- **EXERCISE PROMPT**
Every line of the records below that holds the word "then" belongs in the answer.

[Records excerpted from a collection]
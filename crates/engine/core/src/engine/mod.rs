//! The action execution pipeline.
//!
//! [`Engine`] is the authoritative reducer for [`PlayerState`]. Every
//! mutation a player can cause flows through [`Engine::execute`]:
//! availability check, requirement evaluation, staged mutation, then an
//! atomic commit. A failure at any step leaves the session's state
//! untouched, so one invocation is always all-or-nothing.

mod errors;

pub use errors::ExecuteError;

use tracing::debug;

use crate::action::{ActionDef, ActionInput, ActionKind, Requirement, evaluate_all};
use crate::catalog::{ActionId, CurrencyId, ItemId, Registry, RoomId};
use crate::combat::CombatOutcome;
use crate::event::{Event, EventError, apply_chain};
use crate::room::RoomDef;
use crate::state::{PlayerState, StateDelta};

/// How an execution concluded, for callers that branch on combat.
#[derive(Clone, Copy, Debug, PartialEq, Eq)]
#[cfg_attr(feature = "serde", derive(serde::Serialize, serde::Deserialize))]
pub enum ActionOutcome {
    Success,
    CombatVictory,
    CombatDefeat,
    CombatFled,
}

/// Complete result of one successful execution.
#[derive(Clone, Debug, PartialEq, Eq)]
#[cfg_attr(feature = "serde", derive(serde::Serialize, serde::Deserialize))]
pub struct ExecutionOutcome {
    /// Display text, one rendered line per `\n`.
    pub text: String,
    /// Which parts of the player state changed.
    pub delta: StateDelta,
    pub outcome: ActionOutcome,
}

/// Stateless executor over one loaded world.
///
/// The engine borrows the registry and owns nothing, so one instance
/// (or many) can serve any number of sessions; each call is given the
/// session's state explicitly.
pub struct Engine<'a> {
    registry: &'a Registry,
}

impl<'a> Engine<'a> {
    pub fn new(registry: &'a Registry) -> Self {
        Self { registry }
    }

    pub fn registry(&self) -> &'a Registry {
        self.registry
    }

    /// Actions the player could invoke in `room` right now.
    ///
    /// An action is listed when it passes the visibility gate and has not
    /// been spent via `hide_after_use`. Requirements are not consulted
    /// here; a listed action may still fail them on execution.
    pub fn available_actions(
        &self,
        state: &PlayerState,
        room: RoomId,
    ) -> Result<Vec<(ActionId, &'a ActionDef)>, ExecuteError> {
        if state.current_room != room {
            return Err(ExecuteError::NotInRoom {
                player_room: state.current_room,
                requested: room,
            });
        }
        let room_def = self.room(room)?;
        Ok(room_def
            .actions
            .iter()
            .enumerate()
            .map(|(index, action)| (ActionId::new(index as u32), action))
            .filter(|(id, action)| {
                action.is_visible_to(state) && !state.is_action_used(room, *id)
            })
            .collect())
    }

    /// Moves `state` into `room` and returns the entry text.
    ///
    /// The first visit to a room emits its `first_enter_text` ahead of the
    /// regular description.
    pub fn enter_room(
        &self,
        state: &mut PlayerState,
        room: RoomId,
    ) -> Result<Vec<String>, ExecuteError> {
        let def = self.room(room)?;
        state.current_room = room;
        let mut lines = Vec::new();
        if state.visited_rooms.insert(room) {
            if let Some(text) = &def.first_enter_text {
                lines.push(text.clone());
            }
        }
        lines.push(def.enter_text.clone());
        Ok(lines)
    }

    /// Executes one action for the player.
    ///
    /// Pipeline: availability, requirements, staged mutation (deferred
    /// consumptions, then the action body), reveal/hide bookkeeping, and
    /// finally an atomic commit of the staged state. Any error before the
    /// commit leaves `state` untouched.
    pub fn execute(
        &self,
        state: &mut PlayerState,
        room: RoomId,
        action: ActionId,
        input: Option<&ActionInput>,
    ) -> Result<ExecutionOutcome, ExecuteError> {
        if state.current_room != room {
            return Err(ExecuteError::NotInRoom {
                player_room: state.current_room,
                requested: room,
            });
        }
        let room_def = self.room(room)?;
        let action_def = room_def
            .actions
            .get(action.index())
            .filter(|def| def.is_visible_to(state) && !state.is_action_used(room, action))
            .ok_or(ExecuteError::ActionNotFound { room, action })?;

        evaluate_all(&action_def.requirements, state)?;

        debug!(%room, %action, kind = action_def.kind.as_ref(), "executing action");

        let mut stage = state.clone();
        let mut text = Vec::new();
        if let Some(line) = &action_def.activation_text {
            text.push(line.clone());
        }

        // Consumptions deferred from requirement evaluation commit first,
        // on the staged copy only.
        for requirement in &action_def.requirements {
            if let Requirement::ConsumeItem { item, quantity } = requirement {
                if !stage.remove_items(*item, *quantity) {
                    return Err(EventError::InsufficientItems {
                        item: *item,
                        need: *quantity,
                        have: stage.item_quantity(*item),
                    }
                    .into());
                }
            }
        }

        let mut combat = None;
        match &action_def.kind {
            ActionKind::Exit { target_room } => {
                text.extend(self.enter_room(&mut stage, *target_room)?);
            }
            ActionKind::Wrapper { events } => {
                let outcome = apply_chain(events, &mut stage, self.registry, input)?;
                text.extend(outcome.text);
                combat = outcome.combat;
            }
            ActionKind::Shop {
                default_currency,
                wares,
            } => {
                text.extend(self.shop(&mut stage, *default_currency, wares, input)?);
            }
            ActionKind::Dialog { dialog } => {
                let event = Event::Dialog { dialog: *dialog };
                let outcome =
                    apply_chain(std::slice::from_ref(&event), &mut stage, self.registry, input)?;
                text.extend(outcome.text);
            }
            ActionKind::ManageInventory => {
                text.extend(self.manage_inventory(&mut stage, input)?);
            }
        }

        for tag in &action_def.reveal_after_use {
            stage.tags.insert(tag.clone());
        }
        if action_def.hide_after_use {
            stage.used_actions.insert((room, action));
        }
        stage.nonce += 1;

        let delta = StateDelta::from_states(state, &stage);
        *state = stage;

        let outcome = match combat {
            None => ActionOutcome::Success,
            Some(CombatOutcome::Victory) => ActionOutcome::CombatVictory,
            Some(CombatOutcome::Defeat) => ActionOutcome::CombatDefeat,
            Some(CombatOutcome::Fled) => ActionOutcome::CombatFled,
        };

        Ok(ExecutionOutcome {
            text: text.join("\n"),
            delta,
            outcome,
        })
    }

    fn room(&self, id: RoomId) -> Result<&'a RoomDef, ExecuteError> {
        self.registry
            .rooms
            .room(id)
            .map_err(|_| ExecuteError::UnknownRoom(id))
    }

    /// Without input: lists the wares and their prices. With a `Ware`
    /// input: debits the default currency and hands over one unit.
    fn shop(
        &self,
        stage: &mut PlayerState,
        currency: CurrencyId,
        wares: &[ItemId],
        input: Option<&ActionInput>,
    ) -> Result<Vec<String>, ExecuteError> {
        let currency_def = self.registry.currency(currency)?;
        match input {
            Some(ActionInput::Ware(item)) => {
                if !wares.contains(item) {
                    return Err(ExecuteError::NotForSale { item: *item });
                }
                let def = self.registry.item(*item)?;
                let held = stage.item_quantity(*item);
                if def.clamp_stack(held.saturating_add(1)) == held {
                    return Ok(vec![format!("You cannot carry any more {}.", def.name)]);
                }
                if !stage.debit_currency(currency, def.value) {
                    return Err(ExecuteError::InsufficientFunds {
                        currency,
                        need: def.value,
                        have: stage.currency_balance(currency),
                    });
                }
                stage.grant_items(*item, 1);
                Ok(vec![format!(
                    "You buy {} for {} {}.",
                    def.name, def.value, currency_def.name
                )])
            }
            _ => {
                let mut lines = vec![format!("Wares (prices in {}):", currency_def.name)];
                for item in wares {
                    let def = self.registry.item(*item)?;
                    lines.push(format!("  {} - {}", def.name, def.value));
                }
                Ok(lines)
            }
        }
    }

    /// Without input: lists the inventory. With a `Drop` input: discards
    /// a quantity of one item.
    fn manage_inventory(
        &self,
        stage: &mut PlayerState,
        input: Option<&ActionInput>,
    ) -> Result<Vec<String>, ExecuteError> {
        match input {
            Some(ActionInput::Drop { item, quantity }) => {
                let def = self.registry.item(*item)?;
                if !stage.remove_items(*item, *quantity) {
                    return Err(EventError::InsufficientItems {
                        item: *item,
                        need: *quantity,
                        have: stage.item_quantity(*item),
                    }
                    .into());
                }
                Ok(vec![format!("You drop {quantity} x {}.", def.name)])
            }
            _ => {
                if stage.inventory.is_empty() {
                    return Ok(vec!["Your inventory is empty.".into()]);
                }
                let mut lines = vec!["You carry:".to_string()];
                for (&item, &quantity) in &stage.inventory {
                    let name = self
                        .registry
                        .item(item)
                        .map(|def| def.name.clone())
                        .unwrap_or_else(|_| item.to_string());
                    lines.push(format!("  {quantity} x {name}"));
                }
                Ok(lines)
            }
        }
    }
}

- **ANSWER BELOW**
//! availability check, requirement evaluation, staged mutation, then an
    /// consumptions, then the action body), reveal/hide bookkeeping, and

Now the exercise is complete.